Upcycled Food: Wise Trend Brands are Following to Reduce Food Waste
Once a side market and mostly residing in health food stores, upcycled food is rapidly becoming mainstream. From vegetable stems turned into chips and leftover juice pulp transformed into granola to surplus bread, upcycled food tastes exactly like food.
Plenty of upcycling food companies have taken over the market by storm, thus positively changing the complexion of our eating habits, and reducing the food waste by upcycling it.
Upcycled food has now become an officially defined term, which will motivate broader consumer and industry support for upcycled food products, helping reduce food waste. The growth of the movement parallels an uptick in consumer interest in sustainability and more eco-conscious food brands.
What is Upcycled Food?
Upcycling has been acquiring ground in substitute food movements for several years but had never been formally defined. The movement has been converting ingredients that would have been wasted into edible food products, not only prolonging the life of discarded food but reducing the amount of food waste.

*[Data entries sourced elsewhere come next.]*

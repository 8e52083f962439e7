//! HTTP request and response types.

use serde::Serialize;

use modelroute_core::ModelCapabilities;

use crate::pool::HandleSnapshot;
use crate::registry::BackendProfile;

/// Error response.
#[derive(Debug, Serialize)]
pub struct ErrorResponse {
    pub error: String,
}

/// One registered backend and its pool residency.
#[derive(Debug, Serialize)]
pub struct BackendResponse {
    #[serde(flatten)]
    pub capabilities: ModelCapabilities,
    pub description: String,
    pub memory_cost_mb: u64,
    pub residency: Option<ResidencyResponse>,
}

/// Residency of a loaded backend.
#[derive(Debug, Serialize)]
pub struct ResidencyResponse {
    pub ref_count: u32,
    pub pinned: bool,
    pub loaded_at: String,
    pub idle_ms: u64,
}

impl BackendResponse {
    pub fn new(profile: &BackendProfile, handle: Option<&HandleSnapshot>) -> Self {
        Self {
            capabilities: profile.capabilities.clone(),
            description: profile.description.clone(),
            memory_cost_mb: profile.memory_cost_mb,
            residency: handle.map(|h| ResidencyResponse {
                ref_count: h.ref_count,
                pinned: h.pinned,
                loaded_at: h.loaded_at.to_rfc3339(),
                idle_ms: h.idle.as_millis() as u64,
            }),
        }
    }
}

/// Result of a registry reload.
#[derive(Debug, Serialize)]
pub struct ReloadResponse {
    pub backends: usize,
}
//! ModelRoute Core Domain Types
//!
//! This crate contains pure domain types with no dependencies on:
//! - Network/gRPC
//! - Model runtimes
//! - Runtime specifics
//!
//! All types here represent the core business domain of ModelRoute: tasks,
//! the contexts threaded between them, backends and what they can do, and
//! the results and progress events routing produces.

pub mod context;
pub mod error;
pub mod event;
pub mod ids;
pub mod model;
pub mod result;
pub mod status;
pub mod task;

// Re-export commonly used types
pub use context::{clamp_unit, Context, ContextUpdate};
pub use error::CoreError;
pub use event::ProgressEvent;
pub use ids::{SessionId, TaskId};
pub use model::{BackendId, ModelCapabilities};
pub use result::TaskResult;
pub use status::TaskStatus;
pub use task::{Priority, Task, TaskType};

However, the Upcycled Food Association had defined the upcycled food on May 19 as ones that “use ingredients that otherwise would not have gone to human consumption, are procured and produced using verifiable supply chains, and have a positive impact on the environment.”
The term was defined by a working group organized by the Upcycled Food Association, which involved representatives from Harvard University, Drexel University, Natural Resources Defense Council, World Wildlife Fund, and ReFED, a nonprofit organization that evaluates solutions to food waste.
The Upcycled Food Association is a member-based industry non-profit that strives to enhance the profile of upcycled foods. The working members of the association expect that such a definition will make it simpler for food companies to show how their products influence the food waste decrease. Upcycling food waste has opened up various and innovative avenues to tackle food shortages.
According to Jonathan Deutsch, a professor at Drexel University and the director of the Drexel Food Lab, the definition is putting the functions of the trend into perspective regarding the food supply, the environment, consumers, and businesses.
Upcycling Food Waste
According to the UN’s Food and Agricultural Organization, 1.3 billion tons of food are wasted or lost every year; which is a daunting number for food waste, given the relentlessly increasing human population that requires more food and more land for agricultural purposes.
The reality complicates the matter as the landmass of the planet is limited and agricultural expansion could result in severe habitat loss.
To eradicate food waste, a rising number of start-ups have been upcycling food waste, by utilizing technology to upcycle discarded food material into new, nutritious ingredients and end products.
It has emerged as one of the most impactful and effective ways in which the food industry can help save the environment from climate change. Many companies and nonprofit organizations around the globe are working to eliminate food waste by upcycling it and creating high-quality, nutrition-rich products.
Upcycling food waste means taking foods or ingredients that are generally thrown away for idiotic reasons – such as broccoli leaves, odd-colored bell peppers, strangely shaped ugly tomatoes, or pulp that remains after juicing process – and smartly repurposing them to produce high-quality cuisines.
Upcycled Food Examples
Many people fear that upcycled food does not taste as good as real food, which is an obvious misunderstanding. In fact, it does taste delicious – sometimes even better than its non-recycled counterparts, it is nutritious and innovative.
Banana chips made from recycled fruit are absolutely delicious. Barnana, a snack company founded in 2012, sells upcycled dehydrated banana snacks made from bruised, overripe, or otherwise imperfect bananas that are usually discarded.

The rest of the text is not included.